His 'catch' got suspicious.

Bangalore police yesterday picked up Mathur after a young lady, whom the 28-year-old bachelor from Mumbai appears to have befriended, doubted his rather tall claims about being an American Airlines pilot who doubled as a CIA agent and called the cops.

The lady's identity cannot be revealed but a check on Mathur's laptop revealed a host of intimate pictures of the alleged conman with at least 10 other women. The police said they could be his earlier victims as he went about playing a glib-talking, computer-savvy Casanova.

'This man went about befriending women by peddling lies and fraudulently accessed their email accounts,' DCP (crime) Abhishek Goyal told The Telegraph today.

The police said Mathur confessed that he used keylogger malwares - hard-to-detect software programmes that register every keystroke made on keypads of infected machines - to hack and steal email passwords of his victims.

Mathur's real-life escapades mirror that of Frank Abagnale Jr., the 1948-born former American conman, whose life story provided the inspiration for the Hollywood film Catch Me if You Can.

DiCaprio played Abagnale in the 2002 Steven Spielberg movie.

The real Abagnale, who came from a broken home, travelled free, flying Pan Am flights on a forged pilot's licence, printed and encashed fake cheques, impersonated a medical doctor and landed a job as a lawyer by forging a law transcript before the FBI netted him.

Although Mathur didn't say he had been inspired by Abagnale's confidence tricks, he lied to his interrogators that he was a lawyer practising at Bombay High Court.

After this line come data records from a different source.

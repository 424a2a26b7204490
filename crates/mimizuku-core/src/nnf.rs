//! 否定標準形 (NNF) への正規化

use crate::model::Concept;

/// Rewrite a concept into negation normal form.
///
/// Negation is pushed down to atomic concepts, implication is eliminated,
/// and negated number restrictions are flipped:
/// `¬(≥n R.C)` becomes `≤n−1 R.C` (or `⊥` when n = 0) and
/// `¬(≤n R.C)` becomes `≥n+1 R.C`.
pub fn nnf(concept: &Concept) -> Concept {
    match concept {
        Concept::Top | Concept::Bottom | Concept::Atomic(_) => concept.clone(),

        Concept::And(left, right) => Concept::and(nnf(left), nnf(right)),

        Concept::Or(left, right) => Concept::or(nnf(left), nnf(right)),

        Concept::Implies(premise, conclusion) => {
            Concept::or(nnf(&Concept::not((**premise).clone())), nnf(conclusion))
        }

        Concept::Exists(role, inner) => Concept::exists(role.clone(), nnf(inner)),

        Concept::ForAll(role, inner) => Concept::for_all(role.clone(), nnf(inner)),

        Concept::AtLeast(n, role, inner) => Concept::at_least(*n, role.clone(), nnf(inner)),

        Concept::AtMost(n, role, inner) => Concept::at_most(*n, role.clone(), nnf(inner)),

        Concept::Not(inner) => match inner.as_ref() {
            Concept::Top => Concept::Bottom,
            Concept::Bottom => Concept::Top,
            Concept::Atomic(_) => concept.clone(),
            Concept::Not(inner2) => nnf(inner2),
            Concept::And(left, right) => Concept::or(
                nnf(&Concept::not((**left).clone())),
                nnf(&Concept::not((**right).clone())),
            ),
            Concept::Or(left, right) => Concept::and(
                nnf(&Concept::not((**left).clone())),
                nnf(&Concept::not((**right).clone())),
            ),
            Concept::Implies(premise, conclusion) => Concept::and(
                nnf(premise),
                nnf(&Concept::not((**conclusion).clone())),
            ),
            Concept::Exists(role, inner2) => {
                Concept::for_all(role.clone(), nnf(&Concept::not((**inner2).clone())))
            }
            Concept::ForAll(role, inner2) => {
                Concept::exists(role.clone(), nnf(&Concept::not((**inner2).clone())))
            }
            Concept::AtLeast(n, role, inner2) => {
                if *n == 0 {
                    Concept::Bottom
                } else {
                    Concept::at_most(n - 1, role.clone(), nnf(inner2))
                }
            }
            Concept::AtMost(n, role, inner2) => {
                Concept::at_least(n + 1, role.clone(), nnf(inner2))
            }
        },
    }
}

/// NNF of the negation of a concept
pub fn complement(concept: &Concept) -> Concept {
    nnf(&Concept::not(concept.clone()))
}

#[cfg(test)]
mod tests {
    use super::*;
    use crate::model::Role;

    fn atom(name: &str) -> Concept {
        Concept::atomic(name)
    }

    #[test]
    fn test_double_negation() {
        let c = atom("Person");
        let nn = Concept::not(Concept::not(c.clone()));
        assert_eq!(nnf(&nn), c);
    }

    #[test]
    fn test_top_bottom_negation() {
        assert_eq!(nnf(&Concept::not(Concept::Top)), Concept::Bottom);
        assert_eq!(nnf(&Concept::not(Concept::Bottom)), Concept::Top);
    }

    #[test]
    fn test_de_morgan() {
        let conj = Concept::and(atom("A"), atom("B"));
        let expected = Concept::or(Concept::not(atom("A")), Concept::not(atom("B")));
        assert_eq!(nnf(&Concept::not(conj)), expected);

        let disj = Concept::or(atom("A"), atom("B"));
        let expected = Concept::and(Concept::not(atom("A")), Concept::not(atom("B")));
        assert_eq!(nnf(&Concept::not(disj)), expected);
    }

    #[test]
    fn test_quantifier_duality() {
        let r = Role::new("r");
        let some = Concept::exists(r.clone(), atom("A"));
        let expected = Concept::for_all(r.clone(), Concept::not(atom("A")));
        assert_eq!(nnf(&Concept::not(some)), expected);

        let all = Concept::for_all(r.clone(), atom("A"));
        let expected = Concept::exists(r, Concept::not(atom("A")));
        assert_eq!(nnf(&Concept::not(all)), expected);
    }

    #[test]
    fn test_number_restriction_negation() {
        let r = Role::new("r");

        let at_least = Concept::at_least(3, r.clone(), atom("A"));
        let expected = Concept::at_most(2, r.clone(), atom("A"));
        assert_eq!(nnf(&Concept::not(at_least)), expected);

        let at_least_zero = Concept::at_least(0, r.clone(), atom("A"));
        assert_eq!(nnf(&Concept::not(at_least_zero)), Concept::Bottom);

        let at_most = Concept::at_most(2, r.clone(), atom("A"));
        let expected = Concept::at_least(3, r, atom("A"));
        assert_eq!(nnf(&Concept::not(at_most)), expected);
    }

    #[test]
    fn test_implication_elimination() {
        let imp = Concept::implies(atom("A"), atom("B"));
        let expected = Concept::or(Concept::not(atom("A")), atom("B"));
        assert_eq!(nnf(&imp), expected);

        let neg_imp = Concept::not(Concept::implies(atom("A"), atom("B")));
        let expected = Concept::and(atom("A"), Concept::not(atom("B")));
        assert_eq!(nnf(&neg_imp), expected);
    }

    #[test]
    fn test_negation_pushed_through_nesting() {
        let r = Role::new("r");
        let nested = Concept::not(Concept::exists(
            r.clone(),
            Concept::and(atom("A"), atom("B")),
        ));
        let expected = Concept::for_all(
            r,
            Concept::or(Concept::not(atom("A")), Concept::not(atom("B"))),
        );
        assert_eq!(nnf(&nested), expected);
    }

    #[test]
    fn test_nnf_idempotent() {
        let r = Role::new("r");
        let concepts = vec![
            Concept::not(Concept::and(atom("A"), Concept::or(atom("B"), atom("C")))),
            Concept::implies(atom("A"), Concept::exists(r.clone(), atom("B"))),
            Concept::not(Concept::at_most(1, r.clone(), Concept::not(atom("A")))),
            Concept::not(Concept::for_all(r, Concept::at_least(2, Role::new("s"), atom("B")))),
        ];

        for concept in concepts {
            let once = nnf(&concept);
            assert_eq!(nnf(&once), once);
        }
    }

    #[test]
    fn test_complement() {
        assert_eq!(complement(&atom("A")), Concept::not(atom("A")));
        assert_eq!(complement(&Concept::not(atom("A"))), atom("A"));
    }
}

Bangalore police have booked Mathur on the charges of cheating, impersonation and forgery and also under sections of the information technology act related to the use of dishonest means to secure personal details of others.

Investigators are now tracing Mathur's footprints to examine his mode of operation and how he managed to con so many women. Sources said Mathur even spoofed emails, purportedly from the American intelligence agency, to impress his victims that he was a British national on a 'top-secret' CIA mission in India.

The police are now trying to figure out how long had Mathur, who introduced himself as a pilot named Robin to the Bangalore lady, been conning women by giving the impression that he was a CIA agent.

Although preliminary evidence suggests that he had taken at least 10 women for a ride, DCP Goyal wasn't sure how many would volunteer to help in the investigation. 'I don't know how many of them would be as brave as the complainant (from Bangalore) to come forward,' he said.

It was not also immediately clear whether the investigators would question Mathur's earlier victims. But something seems clear: Mathur's con-run parallel with Abagnale may have, for all practical purposes, ended.

While the FBI subsequently hired Abagnale to teach it his self-taught tricks to identify false cheques, it's unlikely India's police would one day ask Mathur to help them out.